Editor’s Note: This article has been updated to correct a mistake in the conversion rates between SEK and USD currency. We apologize for the error.
GOTEBORG, Sweden — SKF has reported its financial results for the first half of 2011. Year-to-date, net sales for the company reached approximately $5.03 billion, an increase of 14.2 percent from the prior year period.
In Europe they increased by 14 percent; in North America by 15.8 percent; in Asia by 16.9 percent; and in the Middle East and Africa by 12.2 percent. In Latin America, sales increased by only 2.9 percent, affected by the introduction of a new warehousing operation.
The company reported net profits for the first half of 2011 to be approximately $510.32 million.
Tom Johnstone, SKF president and CEO, commented, “Demand developed very much in line with our expectations during the quarter and this, combined with the actions we are taking, enabled us to deliver a record operating profit and operating margin as well as a good cash flow.
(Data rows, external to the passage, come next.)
//! Service layer around the compiler: projects, applications, workspaces,
//! stored pipelines and the job queue

pub mod queue;
pub mod service;
pub mod types;
pub mod validate;

pub use queue::{InMemoryJobQueue, JobQueue};
pub use service::{ProjectDetails, ProjectService, DEFAULT_WORKSPACE};
pub use types::{
    Application, ApplicationRef, DataSource, DataSourcePoll, Job, JobId, JobOperation, Project,
    QueuedJob, RunnerRef, Workspace,
};
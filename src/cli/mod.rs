//! Command-line interface

pub mod commands;
pub mod output;

use clap::{Parser, Subcommand};
use commands::{ApplyCommand, CompileCommand, ShowCommand, ValidateCommand};
use std::ffi::OsString;

/// Pipeline configuration compiler
#[derive(Debug, Parser, Clone)]
#[command(name = "pipeplane")]
#[command(author = "Pipeplane Contributors")]
#[command(version = "0.1.0")]
#[command(about = "Compile declarative pipeline configuration into executable graphs", long_about = None)]
pub struct Cli {
    #[command(subcommand)]
    pub command: Command,

    /// Enable verbose logging
    #[arg(short, long, global = true)]
    pub verbose: bool,

    /// Workspace whose conditional blocks are included
    #[arg(short, long, global = true, default_value = "default")]
    pub workspace: String,
}

/// Available commands
#[derive(Debug, Subcommand, Clone)]
pub enum Command {
    /// Validate a configuration file
    Validate(ValidateCommand),

    /// Compile every pipeline in a configuration file
    Compile(CompileCommand),

    /// Show one pipeline as declared
    Show(ShowCommand),

    /// Compile and store pipelines for a project
    Apply(ApplyCommand),
}

impl Cli {
    /// Parse CLI arguments from environment
    pub fn from_args() -> Self {
        Self::parse()
    }

    /// Parse CLI arguments from a slice
    pub fn try_parse_from<I, T>(itr: I) -> Result<Self, clap::Error>
    where
        I: IntoIterator<Item = T>,
        T: Into<OsString> + Clone,
    {
        <Self as Parser>::try_parse_from(itr)
    }
}

#[cfg(test)]
mod tests {
    use super::*;

    #[test]
    fn test_parse_compile_command() {
        let cli = Cli::try_parse_from(["pipeplane", "compile", "-f", "pipeline.yaml", "--json"]).unwrap();
        assert_eq!(cli.workspace, "default");
        match cli.command {
            Command::Compile(cmd) => {
                assert_eq!(cmd.file, "pipeline.yaml");
                assert!(cmd.json);
            }
            other => panic!("expected compile, got {:?}", other),
        }
    }

    #[test]
    fn test_parse_show_with_variables() {
        let cli = Cli::try_parse_from([
            "pipeplane", "--workspace", "prod", "show", "-f", "p.yaml", "-p", "foo", "--var", "cmd=make",
        ])
        .unwrap();
        assert_eq!(cli.workspace, "prod");
        match cli.command {
            Command::Show(cmd) => {
                assert_eq!(cmd.pipeline, "foo");
                assert_eq!(cmd.var, vec![("cmd".to_string(), "make".to_string())]);
            }
            other => panic!("expected show, got {:?}", other),
        }
    }
}
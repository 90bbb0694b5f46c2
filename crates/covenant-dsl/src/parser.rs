//! Recursive descent parser for the constraint DSL.
//!
//! One token of lookahead, fail-fast (no recovery). Grammar:
//!
//! ```text
//! constraint  := activation (':' | THEN) assertion EOF
//! activation  := ALWAYS | WHEN expression | IDENTIFIER
//! assertion   := expression
//! expression  := disjunction
//! disjunction := conjunction (('||' | OR) conjunction)*
//! conjunction := equality (('&&' | AND) equality)*
//! equality    := comparison (('==' | '!=') comparison)?
//! comparison  := term (('<' | '<=' | '>=' | '>') term)?
//! term        := factor (('+' | '-') factor)*
//! factor      := unary (('*' | '/' | '%') unary)*
//! unary       := ('!' | '-' | NOT) unary | primary
//! primary     := IDENTIFIER ['(' args ')']
//!              | ('$' | '#') [IDENTIFIER ('.' IDENTIFIER)*]
//!              | NUMBER | STRING
//!              | '(' expression ')'
//! args        := expression (',' expression)* | ε
//! ```
//!
//! Equality and comparison are deliberately non-chainable: `1 < 3 < 5` is a
//! syntax error, unlike left-associative arithmetic. A bare identifier in
//! activation position is an implicit zero-argument statement call.

use crate::ast::{Ast, Expr, VarStats};
use crate::diag::SyntaxError;
use crate::token::{Token, TokenKind};

pub struct Parser<'src> {
    source: &'src str,
    tokens: &'src [Token],
    current: usize,
    stats: VarStats,
}

impl<'src> Parser<'src> {
    fn new(source: &'src str, tokens: &'src [Token]) -> Self {
        Self {
            source,
            tokens,
            current: 0,
            stats: VarStats::default(),
        }
    }

    /// Parse a full `activation : assertion` constraint.
    pub fn parse(source: &'src str, tokens: &'src [Token]) -> Result<Ast, SyntaxError> {
        let mut parser = Self::new(source, tokens);
        if parser.at_eof() {
            return Err(parser.error_at_current("Expected constraint"));
        }
        let root = parser.constraint()?;
        Ok(parser.into_ast(root))
    }

    /// Parse a bare `$`-prefixed model reference (text-processor entry).
    pub fn parse_model(source: &'src str, tokens: &'src [Token]) -> Result<Ast, SyntaxError> {
        Self::parse_variable_entry(source, tokens, TokenKind::Dollar, "Expected '$'")
    }

    /// Parse a bare `#`-prefixed state reference (text-processor entry).
    pub fn parse_state(source: &'src str, tokens: &'src [Token]) -> Result<Ast, SyntaxError> {
        Self::parse_variable_entry(source, tokens, TokenKind::Hash, "Expected '#'")
    }

    /// Parse a function call with arguments (text-processor entry).
    pub fn parse_function(source: &'src str, tokens: &'src [Token]) -> Result<Ast, SyntaxError> {
        let mut parser = Self::new(source, tokens);
        parser.consume(TokenKind::Identifier, "Expected function name")?;
        let root = parser.function_call()?;
        parser.expect_end()?;
        Ok(parser.into_ast(root))
    }

    /// Parse a bare function/statement reference (text-processor entry).
    pub fn parse_function_expr(source: &'src str, tokens: &'src [Token]) -> Result<Ast, SyntaxError> {
        let mut parser = Self::new(source, tokens);
        let name = parser
            .consume(TokenKind::Identifier, "Expected function name")?
            .clone();
        parser.expect_end()?;
        let root = Expr::Function { name, args: vec![] };
        Ok(parser.into_ast(root))
    }

    fn parse_variable_entry(
        source: &'src str,
        tokens: &'src [Token],
        prefix: TokenKind,
        message: &str,
    ) -> Result<Ast, SyntaxError> {
        let mut parser = Self::new(source, tokens);
        parser.consume(prefix, message)?;
        let root = parser.variable()?;
        parser.expect_end()?;
        Ok(parser.into_ast(root))
    }

    fn into_ast(self, root: Expr) -> Ast {
        Ast {
            root,
            source: self.source.to_string(),
            stats: self.stats,
        }
    }

    // === grammar productions ===

    fn constraint(&mut self) -> Result<Expr, SyntaxError> {
        let activation = self.activation()?;
        if !self.match_any(&[TokenKind::Colon, TokenKind::Then]) {
            return Err(self.error_at_current("Expected ':' after activation"));
        }
        let assertion = self.expression()?;
        self.expect_end()?;
        Ok(Expr::Constraint {
            activation: Box::new(activation),
            assertion: Box::new(assertion),
        })
    }

    fn activation(&mut self) -> Result<Expr, SyntaxError> {
        if self.match_any(&[TokenKind::Always]) {
            return Ok(Expr::Literal {
                value: self.previous().clone(),
            });
        }
        if self.match_any(&[TokenKind::When]) {
            return self.expression();
        }
        if self.match_any(&[TokenKind::Identifier]) {
            // Bare identifier: implicit statement call.
            return Ok(Expr::Function {
                name: self.previous().clone(),
                args: vec![],
            });
        }
        Err(self.error_at_current("Expected activation"))
    }

    fn expression(&mut self) -> Result<Expr, SyntaxError> {
        self.disjunction()
    }

    fn disjunction(&mut self) -> Result<Expr, SyntaxError> {
        self.logical_left_assoc(Self::conjunction, &[TokenKind::PipePipe, TokenKind::Or])
    }

    fn conjunction(&mut self) -> Result<Expr, SyntaxError> {
        self.logical_left_assoc(Self::equality, &[TokenKind::AmpAmp, TokenKind::And])
    }

    fn equality(&mut self) -> Result<Expr, SyntaxError> {
        self.binary_at_most_once(
            Self::comparison,
            &[TokenKind::EqualEqual, TokenKind::BangEqual],
        )
    }

    fn comparison(&mut self) -> Result<Expr, SyntaxError> {
        self.binary_at_most_once(
            Self::term,
            &[
                TokenKind::Less,
                TokenKind::LessEqual,
                TokenKind::GreaterEqual,
                TokenKind::Greater,
            ],
        )
    }

    fn term(&mut self) -> Result<Expr, SyntaxError> {
        self.binary_left_assoc(Self::factor, &[TokenKind::Plus, TokenKind::Minus])
    }

    fn factor(&mut self) -> Result<Expr, SyntaxError> {
        self.binary_left_assoc(
            Self::unary,
            &[TokenKind::Star, TokenKind::Slash, TokenKind::Percent],
        )
    }

    fn unary(&mut self) -> Result<Expr, SyntaxError> {
        if self.match_any(&[TokenKind::Bang, TokenKind::Minus, TokenKind::Not]) {
            let operator = self.previous().clone();
            let right = self.unary()?;
            return Ok(Expr::Unary {
                operator,
                right: Box::new(right),
            });
        }
        self.primary()
    }

    fn primary(&mut self) -> Result<Expr, SyntaxError> {
        if self.match_any(&[TokenKind::Identifier]) {
            return self.function_call();
        }
        if self.match_any(&[TokenKind::Dollar, TokenKind::Hash]) {
            return self.variable();
        }
        if self.match_any(&[TokenKind::Number, TokenKind::Str]) {
            return Ok(Expr::Literal {
                value: self.previous().clone(),
            });
        }
        if self.match_any(&[TokenKind::ParenOpen]) {
            let inner = self.expression()?;
            self.consume(TokenKind::ParenClose, "Expected ')' after expression")?;
            return Ok(Expr::Grouping {
                inner: Box::new(inner),
            });
        }
        Err(self.error_at_current("Expected expression"))
    }

    /// Variable access; the prefix token has already been consumed.
    fn variable(&mut self) -> Result<Expr, SyntaxError> {
        let prefix = self.previous().clone();
        let mut path = Vec::new();
        if self.match_any(&[TokenKind::Identifier]) {
            path.push(self.previous().clone());
            while self.match_any(&[TokenKind::Dot]) {
                let identifier = self.consume(TokenKind::Identifier, "Expected identifier")?;
                path.push(identifier.clone());
            }
        }
        if !path.is_empty() {
            let dotted: Vec<&str> = path.iter().map(|t| t.lexeme.as_str()).collect();
            self.stats
                .record(Expr::var_prefix(&prefix), &dotted.join("."));
        }
        Ok(Expr::Variable { prefix, path })
    }

    /// Function call or bare function reference; the name token has
    /// already been consumed.
    fn function_call(&mut self) -> Result<Expr, SyntaxError> {
        let name = self.previous().clone();
        let mut args = Vec::new();
        if self.match_any(&[TokenKind::ParenOpen]) {
            args = self.args()?;
            self.consume(TokenKind::ParenClose, "Expected ')' after arguments")?;
        }
        Ok(Expr::Function { name, args })
    }

    fn args(&mut self) -> Result<Vec<Expr>, SyntaxError> {
        let mut args = Vec::new();
        if self.check(TokenKind::ParenClose) {
            return Ok(args);
        }
        args.push(self.expression()?);
        while self.match_any(&[TokenKind::Comma]) {
            args.push(self.expression()?);
        }
        Ok(args)
    }

    // === parse combinator helpers ===

    fn logical_left_assoc(
        &mut self,
        production: fn(&mut Self) -> Result<Expr, SyntaxError>,
        operators: &[TokenKind],
    ) -> Result<Expr, SyntaxError> {
        let mut expr = production(self)?;
        while self.match_any(operators) {
            let operator = self.previous().clone();
            let right = production(self)?;
            expr = Expr::Logical {
                left: Box::new(expr),
                operator,
                right: Box::new(right),
            };
        }
        Ok(expr)
    }

    fn binary_left_assoc(
        &mut self,
        production: fn(&mut Self) -> Result<Expr, SyntaxError>,
        operators: &[TokenKind],
    ) -> Result<Expr, SyntaxError> {
        let mut expr = production(self)?;
        while self.match_any(operators) {
            let operator = self.previous().clone();
            let right = production(self)?;
            expr = Expr::Binary {
                left: Box::new(expr),
                operator,
                right: Box::new(right),
            };
        }
        Ok(expr)
    }

    /// Non-chainable binary operator: at most one occurrence.
    fn binary_at_most_once(
        &mut self,
        production: fn(&mut Self) -> Result<Expr, SyntaxError>,
        operators: &[TokenKind],
    ) -> Result<Expr, SyntaxError> {
        let mut expr = production(self)?;
        if self.match_any(operators) {
            let operator = self.previous().clone();
            let right = production(self)?;
            expr = Expr::Binary {
                left: Box::new(expr),
                operator,
                right: Box::new(right),
            };
        }
        Ok(expr)
    }

    // === token stream helpers ===

    fn expect_end(&mut self) -> Result<(), SyntaxError> {
        if !self.at_eof() {
            let token = self.peek();
            return Err(SyntaxError::new(
                format!("Unexpected token '{}'", token.lexeme),
                token.position,
            ));
        }
        self.advance();
        Ok(())
    }

    fn match_any(&mut self, kinds: &[TokenKind]) -> bool {
        for kind in kinds {
            if self.check(*kind) {
                self.advance();
                return true;
            }
        }
        false
    }

    fn consume(&mut self, kind: TokenKind, message: &str) -> Result<&Token, SyntaxError> {
        if self.check(kind) {
            return Ok(self.advance());
        }
        Err(self.error_at_current(message))
    }

    fn check(&self, kind: TokenKind) -> bool {
        !self.at_eof() && self.peek().kind == kind
    }

    fn advance(&mut self) -> &Token {
        if !self.at_eof() {
            self.current += 1;
        }
        self.previous()
    }

    fn at_eof(&self) -> bool {
        self.peek().kind == TokenKind::Eof
    }

    fn peek(&self) -> &Token {
        // The token stream always ends with an EOF sentinel.
        &self.tokens[self.current.min(self.tokens.len() - 1)]
    }

    fn previous(&self) -> &Token {
        &self.tokens[self.current - 1]
    }

    fn error_at_current(&self, message: &str) -> SyntaxError {
        let token = self.peek();
        let rendered = if token.kind == TokenKind::Eof {
            message.to_string()
        } else {
            format!("{message}, found '{}'", token.lexeme)
        };
        SyntaxError::new(rendered, token.position)
    }
}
Our sales in local currencies developed positively in all regions and divisions. As planned, we have increased the investments in our business to support our long-term initiatives and financial targets.
"Despite the increased uncertainty in the market we expect a good demand development for the Group in the third quarter, excluding the normal seasonality impact. We will continue to invest in our business and take the necessary steps to offset the high raw material costs and currency headwinds.”
For the second half, SKF said the demand for its products and services is expected to be slightly higher for the Group as well as for North America. It is expected to be relatively unchanged for Europe, higher in Asia and significantly higher in Latin America. For the Industrial Division and the Service Division it is expected to be slightly higher and for the Automotive Division relatively unchanged.